张洪泉:我想起了聊城的“老炮儿”
作者:张洪泉 稿源:时评界 编辑:洪小兵
好久没完整的看一部电影了,一是没那么长的时间,二是没有感兴趣且让我愿意看完的。前天晚上,忙完事已经九点多了。躺在床上,看到了《老炮儿》这个电影,突然有了要认真看完一部电影的冲动,两个多小时,等我看完时候已11点多了。
两个多小时的电影,其实情节很简单,六爷的儿子划伤了官二代的豪车,对方要10万,本来钱准备好了,但六爷的一个兄弟却自己用传统方式给对方补漆,接着按北京老规矩双方约架。六爷意外得到官二代父辈的一个对账单,对方围殴讨要。六爷被查出梗塞严重,必须动手术,但为了践行承诺拒绝做,并将对涉及腐败的账单邮寄给中纪委,自己带着长刀赴约,结果倒在冰面上。后高官被抓。
这个故事简单,但是六爷身上的精气神让我感动,尤其是在冰面上摔倒再爬起,再摔倒再爬起的镜头,我落泪了,这才是老炮儿。
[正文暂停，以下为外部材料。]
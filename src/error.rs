use std::borrow::Cow;

/// Crate-wide result type.
pub type Result<T> = std::result::Result<T, Error>;

/// Maximum number of bytes of a raw attribute value kept in an error.
const VALUE_SAMPLE_MAX_BYTES: usize = 256;

/// Error returned by dstask APIs.
///
/// Schema violations name the offending attribute and carry a bounded sample of the raw value.
/// A failure only affects the call that returned it; nothing is retried.
#[derive(Debug, thiserror::Error)]
#[non_exhaustive]
pub enum Error {
    /// A structural attribute (task id, class name, object classes, timestamps maintained by the
    /// server) is absent or unparsable. No task is produced.
    #[error("malformed task entry {dn}: {context}")]
    MalformedTaskEntry { dn: String, context: String },

    /// The task class name does not match any registered task type, or the entry lacks the
    /// type-specific object class for the class it names.
    #[error("unrecognized task type: {class_name}")]
    UnrecognizedTaskType { class_name: String },

    /// A property marked as required has no value.
    #[error("missing value for required task property {attribute}")]
    MissingRequiredProperty { attribute: String },

    /// A single-valued property has more than one value.
    #[error("task property {attribute} is single-valued but has {count} values")]
    CardinalityViolation { attribute: String, count: usize },

    /// A value cannot be interpreted as the data type its property declares.
    ///
    /// `value` is truncated to avoid unbounded output.
    #[error("cannot coerce value {value:?} of task property {attribute}")]
    TypeCoercionFailure { attribute: String, value: String },

    /// A value is not a member of its property's closed set of allowed values.
    ///
    /// `value` is truncated to avoid unbounded output.
    #[error("value {value:?} is not allowed for task property {attribute}")]
    InvalidEnumerationValue { attribute: String, value: String },

    /// Strict lookup by identifier failed for an enumeration.
    #[error("{enumeration} has no value with identifier {identifier:?}")]
    UnknownIdentifier {
        enumeration: &'static str,
        identifier: String,
    },

    /// API misuse (e.g. storing a value of the wrong type, converting a task of another type).
    #[error("invalid input: {context}")]
    InvalidInput { context: String },
}

impl Error {
    pub(crate) fn invalid_input(context: impl Into<String>) -> Self {
        Self::InvalidInput {
            context: context.into(),
        }
    }

    pub(crate) fn malformed(dn: impl Into<String>, context: impl Into<String>) -> Self {
        Self::MalformedTaskEntry {
            dn: dn.into(),
            context: context.into(),
        }
    }

    pub(crate) fn missing_required(attribute: &str) -> Self {
        Self::MissingRequiredProperty {
            attribute: attribute.to_string(),
        }
    }

    pub(crate) fn coercion(attribute: &str, value: impl AsRef<str>) -> Self {
        Self::TypeCoercionFailure {
            attribute: attribute.to_string(),
            value: truncate_for_error(value.as_ref(), VALUE_SAMPLE_MAX_BYTES).into_owned(),
        }
    }

    pub(crate) fn invalid_enumeration(attribute: &str, value: impl AsRef<str>) -> Self {
        Self::InvalidEnumerationValue {
            attribute: attribute.to_string(),
            value: truncate_for_error(value.as_ref(), VALUE_SAMPLE_MAX_BYTES).into_owned(),
        }
    }
}

fn truncate_for_error(input: &str, max_bytes: usize) -> Cow<'_, str> {
    if input.len() <= max_bytes {
        return Cow::Borrowed(input);
    }
    let mut end = max_bytes;
    while end > 0 && !input.is_char_boundary(end) {
        end -= 1;
    }
    Cow::Owned(input[..end].to_string())
}

#[cfg(test)]
mod tests {
    #![allow(clippy::expect_used)]
    #![allow(clippy::panic)]
    #![allow(clippy::unwrap_used)]

    use super::*;

    #[test]
    fn coercion_error_truncates_long_values_on_char_boundary() {
        let raw = "é".repeat(200);
        let Error::TypeCoercionFailure { attribute, value } = Error::coercion("ds-task-x", &raw)
        else {
            panic!("unexpected variant");
        };
        assert_eq!(attribute, "ds-task-x");
        assert!(value.len() <= VALUE_SAMPLE_MAX_BYTES);
        assert!(raw.starts_with(&value));
    }

    #[test]
    fn display_names_the_attribute() {
        let err = Error::missing_required("ds-task-export-backend-id");
        assert_eq!(
            err.to_string(),
            "missing value for required task property ds-task-export-backend-id"
        );
    }
}
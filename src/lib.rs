//! dstask is a Rust model of directory server administrative tasks: typed task definitions, a
//! property schema per task type, and a lossless codec between tasks and their directory entries.
//!
//! A task entry is identified by `ds-task-id`, carries the generic `ds-task` object class plus a
//! type-specific one, and names its implementation in `ds-task-class-name`. Scheduling state
//! (`ds-task-state`, actual start/completion times, log messages) is maintained by the server and
//! is read-only here.
//!
//! The crate performs no I/O: it only converts between [`Task`] values and [`Entry`] values.
//!
//! ## Quick start
//! ```
//! use dstask::{Task, TaskOptions, PopulateComposedAttributeValuesTask};
//!
//! # fn main() -> Result<(), dstask::Error> {
//! let populate = PopulateComposedAttributeValuesTask {
//!     plugin_config_names: vec!["Composed cn".to_string()],
//!     backend_ids: vec!["userRoot".to_string()],
//!     max_rate_per_second: Some(1234),
//! };
//! let task = Task::with_options(None, populate, TaskOptions::default());
//!
//! let entry = task.to_entry();
//! let decoded = Task::from_entry(&entry)?;
//! assert_eq!(decoded, task);
//! # Ok(())
//! # }
//! ```
//!
//! ## Symbolic names
//! Closed sets (task states, failed dependency actions, timestamp formats, security levels)
//! resolve names case-insensitively and treat `-` and `_` as equivalent, so
//! `"COMPLETED_SUCCESSFULLY"`, `"completed-successfully"` and `"Completed Successfully"` all name
//! the same state. See [`SymbolicName`].
//!
//! ## Features
//! - `serde`: `Serialize`/`Deserialize` for tasks, entries and value types.
//! - `tracing`: debug events on decode and warnings for unknown attributes.

#![forbid(unsafe_code)]
#![deny(clippy::unwrap_used)]
#![deny(clippy::expect_used)]
#![deny(clippy::panic)]
#![deny(clippy::todo)]
#![deny(clippy::unimplemented)]
#![deny(clippy::dbg_macro)]

mod codec;
mod entry;
mod error;
mod options;
mod schema;
mod symbolic;
mod types;
mod util;

pub use crate::codec::{DecodeWarning, TaskCodec};
pub use crate::entry::{Attribute, Entry, OBJECT_CLASS_ATTRIBUTE};
pub use crate::error::{Error, Result};
pub use crate::options::{TaskCodecOptions, UnknownAttributeMode};
pub use crate::schema::{DataType, TaskProperty, properties_for};
pub use crate::symbolic::{NameTable, SymbolicName};
pub use crate::types::export::{ExportTask, ExportTaskProperties};
pub use crate::types::file_retention::{
    FileRetentionTask, FileRetentionTaskProperties, TimestampFormat,
};
pub use crate::types::populate::{
    PopulateComposedAttributeValuesTask, PopulateComposedAttributeValuesTaskProperties,
};
pub use crate::types::server_profile::GenerateServerProfileTask;
pub use crate::types::state::{FailedDependencyAction, TaskState};
pub use crate::types::support_data::{CollectSupportDataTask, SecurityLevel};
pub use crate::types::task::{Task, TaskDetails, TaskOptions};
pub use crate::types::task_type::TaskType;
pub use crate::types::values::{PropertyValue, PropertyValueMap};
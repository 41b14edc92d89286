//! Flexible lookup of enumeration values by symbolic name.
//!
//! Every enumeration used in task entries (task state, failed dependency action, timestamp
//! format, security level) can be resolved from free-form input: matching ignores ASCII case,
//! treats `_` and `-` as interchangeable, and also accepts the name with all separators removed.
//! Both the identifier and the human-readable display name are accepted.
//!
//! Lookup keys are computed once per enumeration and stored in a [`NameTable`]; resolving a name
//! only folds the input's case.

use crate::{Error, Result};

use std::collections::HashMap;
use std::fmt;

/// An enumeration whose values have a stable identifier and a display name.
pub trait SymbolicName: Copy + Eq + fmt::Debug + Send + Sync + 'static {
    /// Name of the enumeration, used in error messages.
    const ENUMERATION: &'static str;

    /// Every value, in registration order.
    fn values() -> &'static [Self];

    /// Identifier written to task entries.
    fn identifier(self) -> &'static str;

    /// Human-readable name. Defaults to the identifier.
    fn display_name(self) -> &'static str {
        self.identifier()
    }

    /// The shared lookup table for this enumeration.
    fn name_table() -> &'static NameTable<Self>;

    /// Resolve a free-form name. Returns `None` when nothing matches.
    fn for_name(name: &str) -> Option<Self> {
        Self::name_table().resolve(name)
    }

    /// Strict lookup by exact identifier.
    fn from_identifier(identifier: &str) -> Result<Self> {
        Self::values()
            .iter()
            .copied()
            .find(|v| v.identifier() == identifier)
            .ok_or_else(|| Error::UnknownIdentifier {
                enumeration: Self::ENUMERATION,
                identifier: identifier.to_string(),
            })
    }
}

/// Precomputed map from normalized name to enumeration value.
#[derive(Clone, Debug)]
pub struct NameTable<T> {
    entries: HashMap<String, T>,
}

impl<T: SymbolicName> NameTable<T> {
    /// Build the table, failing if two distinct values share a lookup key.
    pub fn try_new(values: &[T]) -> Result<Self> {
        let mut entries = HashMap::<String, T>::new();
        for &value in values {
            for key in value_keys(value) {
                match entries.get(&key) {
                    Some(existing) if *existing != value => {
                        return Err(Error::invalid_input(format!(
                            "{}: lookup key {key:?} is shared by {} and {}",
                            T::ENUMERATION,
                            existing.identifier(),
                            value.identifier()
                        )));
                    }
                    Some(_) => {}
                    None => {
                        entries.insert(key, value);
                    }
                }
            }
        }
        Ok(Self { entries })
    }

    /// Build the table, keeping the first registered value when keys collide.
    pub(crate) fn build(values: &[T]) -> Self {
        let mut entries = HashMap::<String, T>::new();
        for &value in values {
            for key in value_keys(value) {
                if let Some(existing) = entries.get(&key) {
                    if *existing != value {
                        #[cfg(feature = "tracing")]
                        tracing::warn!(
                            enumeration = T::ENUMERATION,
                            %key,
                            kept = existing.identifier(),
                            shadowed = value.identifier(),
                            "enumeration lookup key collision"
                        );
                        debug_assert!(
                            false,
                            "{}: lookup key {key:?} collides",
                            T::ENUMERATION
                        );
                    }
                    continue;
                }
                entries.insert(key, value);
            }
        }
        Self { entries }
    }

    /// Resolve a name (case-insensitive, separator-insensitive).
    pub fn resolve(&self, name: &str) -> Option<T> {
        self.entries.get(&name.to_ascii_lowercase()).copied()
    }

    /// Number of distinct lookup keys.
    pub fn len(&self) -> usize {
        self.entries.len()
    }

    /// Returns true if the table has no keys.
    pub fn is_empty(&self) -> bool {
        self.entries.is_empty()
    }
}

/// Returns true if `candidate` names the same symbol as `canonical` under resolver rules.
pub(crate) fn names_match(candidate: &str, canonical: &str) -> bool {
    let candidate = candidate.to_ascii_lowercase();
    lookup_keys(canonical).iter().any(|k| *k == candidate)
}

fn value_keys<T: SymbolicName>(value: T) -> Vec<String> {
    let mut keys = lookup_keys(value.identifier());
    if value.display_name() != value.identifier() {
        keys.extend(lookup_keys(value.display_name()));
    }
    keys.sort();
    keys.dedup();
    keys
}

fn lookup_keys(name: &str) -> Vec<String> {
    let lower = name.to_ascii_lowercase();
    let mut keys = vec![
        lower.replace('_', "-"),
        lower.replace('-', "_"),
        lower.replace(['_', '-'], ""),
        lower,
    ];
    keys.sort();
    keys.dedup();
    keys
}

#[cfg(test)]
mod tests {
    #![allow(clippy::expect_used)]
    #![allow(clippy::panic)]
    #![allow(clippy::unwrap_used)]

    use super::*;

    use std::sync::LazyLock;

    #[derive(Clone, Copy, Debug, Eq, PartialEq)]
    enum Color {
        DarkRed,
        LightBlue,
    }

    impl SymbolicName for Color {
        const ENUMERATION: &'static str = "Color";

        fn values() -> &'static [Self] {
            &[Color::DarkRed, Color::LightBlue]
        }

        fn identifier(self) -> &'static str {
            match self {
                Color::DarkRed => "dark_red",
                Color::LightBlue => "light-blue",
            }
        }

        fn display_name(self) -> &'static str {
            match self {
                Color::DarkRed => "Crimson",
                Color::LightBlue => "light-blue",
            }
        }

        fn name_table() -> &'static NameTable<Self> {
            static TABLE: LazyLock<NameTable<Color>> =
                LazyLock::new(|| NameTable::build(Color::values()));
            &TABLE
        }
    }

    #[derive(Clone, Copy, Debug, Eq, PartialEq)]
    enum Clash {
        A,
        B,
    }

    impl SymbolicName for Clash {
        const ENUMERATION: &'static str = "Clash";

        fn values() -> &'static [Self] {
            &[Clash::A, Clash::B]
        }

        fn identifier(self) -> &'static str {
            match self {
                Clash::A => "foo_bar",
                Clash::B => "foobar",
            }
        }

        fn name_table() -> &'static NameTable<Self> {
            static TABLE: LazyLock<NameTable<Clash>> =
                LazyLock::new(|| NameTable::build(&[Clash::A]));
            &TABLE
        }
    }

    #[test]
    fn resolves_identifier_variants() {
        for input in [
            "dark_red", "DARK_RED", "Dark_Red", "dark-red", "DARK-RED", "darkred", "DARKRED",
        ] {
            assert_eq!(Color::for_name(input), Some(Color::DarkRed), "input={input}");
        }
        for input in ["light-blue", "light_blue", "LIGHT_BLUE", "lightblue"] {
            assert_eq!(Color::for_name(input), Some(Color::LightBlue), "input={input}");
        }
    }

    #[test]
    fn resolves_display_name_when_distinct() {
        assert_eq!(Color::for_name("crimson"), Some(Color::DarkRed));
        assert_eq!(Color::for_name("CRIMSON"), Some(Color::DarkRed));
    }

    #[test]
    fn unmatched_name_is_none() {
        assert_eq!(Color::for_name("undefined"), None);
        assert_eq!(Color::for_name(""), None);
        assert_eq!(Color::for_name("dark red"), None);
    }

    #[test]
    fn strict_identifier_lookup_is_exact() {
        assert_eq!(Color::from_identifier("dark_red").unwrap(), Color::DarkRed);
        let err = Color::from_identifier("DARK_RED").expect_err("must fail");
        let Error::UnknownIdentifier { enumeration, .. } = err else {
            panic!("unexpected error: {err:?}");
        };
        assert_eq!(enumeration, "Color");
    }

    #[test]
    fn try_new_reports_collisions() {
        let err = NameTable::try_new(Clash::values()).expect_err("must collide");
        let Error::InvalidInput { context } = err else {
            panic!("unexpected error: {err:?}");
        };
        assert!(context.contains("foobar"), "context={context}");
        assert_eq!(Clash::for_name("foo-bar"), Some(Clash::A));
    }

    #[test]
    fn names_match_follows_resolver_rules() {
        assert!(names_match("OBSCURE_SECRETS", "obscure-secrets"));
        assert!(names_match("obscuresecrets", "obscure-secrets"));
        assert!(!names_match("obscure secrets", "obscure-secrets"));
    }
}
突然想来了聊城的“老炮儿”。聊城这个地方有文化,有名人,从古到今,尽管和我没多大关系,但是一次和一个南方媒体编辑聊天,当听说我是聊城大学毕业时候,他马上肃然起敬,说聊城是一座有文化的城市,傅斯年、季羡林都是聊城人。
对傅斯年先生有好感,是因两个事。看过一段文字,说在台湾,蒋介石带着一竿子人去机场接李宗仁,蒋介石在来回踱步,而傅斯年却坐在椅子上,翘着二郎腿看书。还有一次,是说北大学生围胡适,傅斯年给老师解围什么的。对台湾大学校长傅斯年是聊城人,我是后来才知道的,我也去拜望过傅斯年故居。
季羡林先生曾是我的母校聊城大学的名誉校长,曾多次到聊城讲学,学校里有他的题词,还有一座雕像。季羡林先生去世后,我曾写过一篇《我和季羡林先生的那些事儿》,表示纪念。其实,让我第一次认识季羡林是北大开学,一个学生将行李交给一个老头,说过会就回来,结果一去半天;第二天开学典礼上,才发现这个老头居然是台上讲话的季羡林。再一个就是看了季先生《留德十年》中关于不砍做记号树的那篇稿子,让我知道了一个地方规则的重要。
日常上班,我有三种方式,一种是步行,一种是开车,一种是坐4路公交车。在2014年买车前,我坐4路车已经4、5年,每次上车,驾驶员就微笑着说:“欢迎乘车。”我就回复一句:“谢谢。”久而久之,4路车驾驶员和我都很熟悉了。一次下班,刚上了4路车,门也关闭了,一摸兜儿,坏了,洗衣服忘记把钱放回了。驾驶员看后微笑着说:“没事,我给你拿着两块”。随手从兜里摸出两块,投进票箱里。
其实,和气、干事踏实、相互尊重、不亢不卑,是聊城人的老炮儿。更多的聊城人传承了这些优秀的品质,在很多地方、很多时候,发扬并让聊城的“老炮儿”闪烁着璀璨的光芒。